Anyway, what I wanted to add:
* iBlurDeferredShadowMask - this controls the shadows contours as they are projected onto surfaces. By default, it's 3, which means a little blurred, to give it a slightly soft edge. Now, a lot of people have suggested setting this to 0 or 1 to get the sharpest effect. [H] suggest going the other way, however, and I agree.
See, thing is that with a lot of work and fucking about you might get interior shadows to look decent so that when they are sharp they are reasonably non-jaggy by reducing draw distance to around 2000, but in exterior areas I really doubt you wanna do that. So your exterior shadows would look shit. Sharp. But shit.
Now, going the other way obviously blurs your shadow edges further. Which, in combination with a reasonable draw distance and a high shadowmap resolution, will make the blockiness almost unnoticeable. And I think that the soft appearence of the shadows also works well enough, though again that might be up to personal preferences. [H] suggest setting this value to 32, though I found that a bit too much, I'm using 16 right now, might experiment some more with it. There is one noticeable drawback to increasing this variable, and I don't know yet whether it's a sole factor or works in conjunction with using Ambient Occlusion - this puts an "edge" of non-shadow around characters, how thick depending on how high you set the value. Try it for yourself and see.
* iShadowMapResolution - sets the resolution your shadow maps get rendered at. Didn't see that coming, did you? Set to 4096, [H] suggest 8192 and say they saw no performance impact on their beefier test system, but I did on mine (i7-2600K, 8GB DDR3 RAM 1333Mhz, GTX570). It would be smooth under a static viewport but as soon as I nudged the camera it would start tripping over itself.

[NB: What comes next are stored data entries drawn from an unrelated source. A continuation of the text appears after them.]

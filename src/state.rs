use sqlx::PgPool;
use std::sync::Arc;
use std::time::Duration;

use crate::config::Config;
use crate::error::Result;
use crate::services::audit::AuditSink;
use crate::services::sessions::SessionStore;
use crate::services::uploads::{PgRequirementDirectory, PgSubmissionStore, UploadPipeline};
use crate::storage::RemoteObjectStore;

/// The application's state.
#[derive(Clone)]
pub struct AppState {
    /// The database connection pool.
    pub db: PgPool,
    /// The application's configuration.
    pub config: Config,
    /// The in-memory session store.
    pub sessions: SessionStore,
    /// The fire-and-forget audit sink.
    pub audit: AuditSink,
    /// The upload orchestrator.
    pub uploads: UploadPipeline,
}

impl AppState {
    /// Creates a new `AppState`.
    ///
    /// # Arguments
    ///
    /// * `config` - The application's configuration.
    ///
    /// # Returns
    ///
    /// A `Result` containing the `AppState`.
    pub async fn new(config: &Config) -> Result<Self> {
        let db = crate::db::create_pool(&config.database_url).await?;
        tracing::info!("✅ PostgreSQL pool initialized");

        let sessions = SessionStore::new(config.session_ttl_secs);
        tracing::info!(
            "✅ Session store initialized (TTL {}s)",
            config.session_ttl_secs
        );

        let audit = AuditSink::spawn(db.clone());
        tracing::info!("✅ Audit sink started");

        let store = Arc::new(RemoteObjectStore::new(config)?);
        let uploads = UploadPipeline::new(
            store,
            Arc::new(PgSubmissionStore::new(db.clone())),
            Arc::new(PgRequirementDirectory::new(db.clone())),
            audit.clone(),
            config.upload_concurrency,
            Duration::from_secs(config.upload_deadline_secs),
        );
        tracing::info!(
            "✅ Upload pipeline initialized ({} workers, {}s deadline)",
            config.upload_concurrency,
            config.upload_deadline_secs
        );

        Ok(AppState {
            db,
            config: config.clone(),
            sessions,
            audit,
            uploads,
        })
    }
}
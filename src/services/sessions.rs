use base64::{Engine as _, engine::general_purpose};
use chrono::{Duration, Utc};
use dashmap::DashMap;
use rand::RngCore;
use rand::rngs::OsRng;
use std::sync::Arc;
use uuid::Uuid;

use crate::error::{AppError, Result};
use crate::models::session::StaffSession;

/// The size of a session token in random bytes.
const TOKEN_SIZE: usize = 32;

/// In-memory store of short-lived staff sessions, keyed by opaque token.
///
/// The map is sharded, so `validate` on the request path never contends on a
/// store-wide lock with the background sweep or with other requests. An
/// expired entry is evicted the first time it is read; the hourly sweep picks
/// up whatever nobody reads.
#[derive(Clone)]
pub struct SessionStore {
    sessions: Arc<DashMap<String, StaffSession>>,
    ttl: Duration,
}

impl SessionStore {
    /// Creates a new `SessionStore`.
    ///
    /// # Arguments
    ///
    /// * `ttl_secs` - Lifetime of each session in seconds.
    pub fn new(ttl_secs: i64) -> Self {
        Self {
            sessions: Arc::new(DashMap::new()),
            ttl: Duration::seconds(ttl_secs),
        }
    }

    /// Creates a session and returns its token.
    ///
    /// # Arguments
    ///
    /// * `staff_id` - The staff member the session belongs to.
    /// * `department_id` - The department selected at creation time.
    ///
    /// # Returns
    ///
    /// The opaque session token handed to the client.
    pub fn create(&self, staff_id: Uuid, department_id: Uuid) -> String {
        let token = generate_token();
        let now = Utc::now();

        self.sessions.insert(
            token.clone(),
            StaffSession {
                staff_id,
                department_id,
                created_at: now,
                expires_at: now + self.ttl,
            },
        );

        tracing::info!("✅ Session created for staff: {}", staff_id);

        token
    }

    /// Resolves a token to its session.
    ///
    /// Fails with `SessionNotFound` for an unknown token and `SessionExpired`
    /// for a stale one; a stale entry is evicted on the spot, so a second
    /// validate of the same token reports `SessionNotFound`.
    pub fn validate(&self, token: &str) -> Result<StaffSession> {
        if let Some(entry) = self.sessions.get(token) {
            if !entry.is_expired(Utc::now()) {
                return Ok(entry.clone());
            }
        } else {
            return Err(AppError::SessionNotFound);
        }

        // Read guard is released above; only evict if still expired in case
        // of a concurrent remove-and-recreate of the same key.
        self.sessions
            .remove_if(token, |_, session| session.is_expired(Utc::now()));

        Err(AppError::SessionExpired)
    }

    /// Removes a session unconditionally.
    ///
    /// Invalidating an unknown or already-removed token is not an error: a
    /// client logging out always observes success.
    pub fn invalidate(&self, token: &str) {
        self.sessions.remove(token);
        tracing::info!("Session invalidated");
    }

    /// Removes every expired session and returns how many were evicted.
    ///
    /// `retain` operates shard by shard, so request-path reads and writes
    /// proceed concurrently while the sweep runs.
    pub fn sweep(&self) -> usize {
        let before = self.sessions.len();
        let now = Utc::now();
        self.sessions.retain(|_, session| !session.is_expired(now));

        before.saturating_sub(self.sessions.len())
    }

    /// Returns the number of live entries, expired or not.
    pub fn len(&self) -> usize {
        self.sessions.len()
    }

    /// Returns `true` when the store holds no entries at all.
    pub fn is_empty(&self) -> bool {
        self.sessions.is_empty()
    }
}

fn generate_token() -> String {
    let mut bytes = [0u8; TOKEN_SIZE];
    OsRng.fill_bytes(&mut bytes);

    general_purpose::URL_SAFE_NO_PAD.encode(bytes)
}

#[cfg(test)]
mod tests {
    use super::*;

    fn ids() -> (Uuid, Uuid) {
        (Uuid::new_v4(), Uuid::new_v4())
    }

    #[test]
    fn create_then_validate_roundtrip() {
        let store = SessionStore::new(3600);
        let (staff_id, department_id) = ids();

        let token = store.create(staff_id, department_id);
        let session = store.validate(&token).unwrap();

        assert_eq!(session.staff_id, staff_id);
        assert_eq!(session.department_id, department_id);
        assert_eq!(session.expires_at, session.created_at + Duration::seconds(3600));
    }

    #[test]
    fn unknown_token_is_not_found() {
        let store = SessionStore::new(3600);
        assert!(matches!(
            store.validate("no-such-token"),
            Err(AppError::SessionNotFound)
        ));
    }

    #[test]
    fn expired_session_is_evicted_on_read() {
        // Zero TTL: the session is already past its expiry when validated,
        // which stands in for an hour of clock advance.
        let store = SessionStore::new(0);
        let (staff_id, department_id) = ids();
        let token = store.create(staff_id, department_id);

        assert!(matches!(store.validate(&token), Err(AppError::SessionExpired)));
        // The expired entry was removed, so the token is now simply unknown.
        assert!(matches!(store.validate(&token), Err(AppError::SessionNotFound)));
    }

    #[test]
    fn invalidate_is_idempotent() {
        let store = SessionStore::new(3600);
        let (staff_id, department_id) = ids();
        let token = store.create(staff_id, department_id);

        store.invalidate(&token);
        store.invalidate(&token);
        store.invalidate("never-existed");

        assert!(matches!(store.validate(&token), Err(AppError::SessionNotFound)));
    }

    #[test]
    fn sweep_removes_only_expired_entries() {
        let expired = SessionStore::new(0);
        let live = SessionStore::new(3600);

        // Two stores share nothing; emulate a mixed store by sweeping each.
        let (staff_id, department_id) = ids();
        expired.create(staff_id, department_id);
        expired.create(staff_id, department_id);
        let token = live.create(staff_id, department_id);

        assert_eq!(expired.sweep(), 2);
        assert_eq!(expired.len(), 0);
        assert!(expired.is_empty());
        assert!(!live.is_empty());
        assert_eq!(live.sweep(), 0);
        assert!(live.validate(&token).is_ok());
    }

    #[test]
    fn tokens_are_unique_and_opaque() {
        let store = SessionStore::new(3600);
        let (staff_id, department_id) = ids();

        let a = store.create(staff_id, department_id);
        let b = store.create(staff_id, department_id);

        assert_ne!(a, b);
        assert!(a.len() >= 40);
    }

    #[tokio::test]
    async fn validate_is_safe_under_concurrent_sweep() {
        let store = SessionStore::new(3600);
        let (staff_id, department_id) = ids();

        let tokens: Vec<String> = (0..64)
            .map(|_| store.create(staff_id, department_id))
            .collect();

        let sweeper = {
            let store = store.clone();
            tokio::spawn(async move {
                for _ in 0..100 {
                    store.sweep();
                    tokio::task::yield_now().await;
                }
            })
        };

        let readers: Vec<_> = tokens
            .iter()
            .map(|token| {
                let store = store.clone();
                let token = token.clone();
                tokio::spawn(async move {
                    for _ in 0..100 {
                        store.validate(&token).unwrap();
                        tokio::task::yield_now().await;
                    }
                })
            })
            .collect();

        sweeper.await.unwrap();
        for reader in readers {
            reader.await.unwrap();
        }
    }
}
use sqlx::postgres::{PgPool, PgPoolOptions};
use std::time::Duration;
use crate::error::Result;

/// Creates a new database connection pool.
///
/// # Arguments
///
/// * `database_url` - The URL of the PostgreSQL database.
///
/// # Returns
///
/// A `Result` containing the `PgPool`.
pub async fn create_pool(database_url: &str) -> Result<PgPool> {
    let pool = PgPoolOptions::new()
        .max_connections(100)
        .acquire_timeout(Duration::from_secs(5))
        .idle_timeout(Duration::from_secs(600))
        .connect(database_url)
        .await?;

    Ok(pool)
}
use sqlx::PgPool;
use uuid::Uuid;
use crate::error::{AppError, Result};
use crate::models::staff::Staff;

const STAFF_COLUMNS: &str =
    "id, staff_id_number, full_name, email, department_id, created_at";

/// Finds a staff member by staff number and email, case-insensitively.
///
/// # Arguments
///
/// * `pool` - The database connection pool.
/// * `staff_id_number` - The staff number to match.
/// * `email` - The email address to match.
///
/// # Returns
///
/// A `Result` containing an `Option<Staff>`.
pub async fn find_by_staff_number_and_email(
    pool: &PgPool,
    staff_id_number: &str,
    email: &str,
) -> Result<Option<Staff>> {
    let staff = sqlx::query_as::<_, Staff>(&format!(
        r#"
        SELECT {STAFF_COLUMNS}
        FROM staff
        WHERE LOWER(staff_id_number) = LOWER($1) AND LOWER(email) = LOWER($2)
        "#
    ))
    .bind(staff_id_number.trim())
    .bind(email.trim())
    .fetch_optional(pool)
    .await?;

    Ok(staff)
}

/// Finds a staff member by staff number, case-insensitively.
///
/// # Arguments
///
/// * `pool` - The database connection pool.
/// * `staff_id_number` - The staff number to match.
///
/// # Returns
///
/// A `Result` containing the `Staff`, or `NotFound`.
pub async fn find_by_staff_number(pool: &PgPool, staff_id_number: &str) -> Result<Staff> {
    sqlx::query_as::<_, Staff>(&format!(
        r#"
        SELECT {STAFF_COLUMNS}
        FROM staff
        WHERE LOWER(staff_id_number) = LOWER($1)
        "#
    ))
    .bind(staff_id_number.trim())
    .fetch_optional(pool)
    .await?
    .ok_or_else(|| AppError::NotFound("Staff".to_string()))
}

/// Finds a staff member by ID.
///
/// # Arguments
///
/// * `pool` - The database connection pool.
/// * `staff_id` - The ID of the staff member.
///
/// # Returns
///
/// A `Result` containing the `Staff`, or `NotFound`.
pub async fn find_by_id(pool: &PgPool, staff_id: Uuid) -> Result<Staff> {
    sqlx::query_as::<_, Staff>(&format!(
        r#"
        SELECT {STAFF_COLUMNS}
        FROM staff
        WHERE id = $1
        "#
    ))
    .bind(staff_id)
    .fetch_optional(pool)
    .await?
    .ok_or_else(|| AppError::NotFound("Staff".to_string()))
}

/// Assigns a department to a staff member.
///
/// # Arguments
///
/// * `pool` - The database connection pool.
/// * `staff_id` - The ID of the staff member.
/// * `department_id` - The department to assign.
///
/// # Returns
///
/// A `Result<()>`.
pub async fn assign_department(
    pool: &PgPool,
    staff_id: Uuid,
    department_id: Uuid,
) -> Result<()> {
    sqlx::query(
        r#"
        UPDATE staff
        SET department_id = $1
        WHERE id = $2
        "#,
    )
    .bind(department_id)
    .bind(staff_id)
    .execute(pool)
    .await?;

    Ok(())
}
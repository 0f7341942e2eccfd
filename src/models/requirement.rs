use chrono::{DateTime, Utc};
use sqlx::FromRow;
use uuid::Uuid;

/// A document type a department mandates or recommends from its staff.
#[derive(FromRow, Clone, Debug)]
pub struct DocumentRequirement {
    /// The unique identifier for the requirement.
    pub id: Uuid,
    /// The department that owns the requirement.
    pub department_id: Uuid,
    /// The name of the requested document.
    pub document_name: String,
    /// Whether the document is mandatory.
    pub is_required: bool,
    /// Whether the requirement is currently active.
    pub is_active: bool,
    /// The timestamp when the requirement was created.
    pub created_at: DateTime<Utc>,
}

* uGridsToLoad - regulates how many adjacent world cells get loaded and has a big impact on exterior spaces as such. But
beware the battle cattle screwing with this thing, as saves made with a higher setting than the one present in the .ini when you're loading the game will no longer work. That's to say that if you raise this setting and then go back down again the saves you will have made in the meantime will be off-limits. Apparently (
http://forums.steampowered.com/forums/showpost.php?p=26675605&postcount=5) there is a way to do it while playing the game which allows you to make a working save, but tread carefully, you may be setting yourself up for (
http://hardforum.com/showpost.php?p=1038063970&postcount=66) some hassle.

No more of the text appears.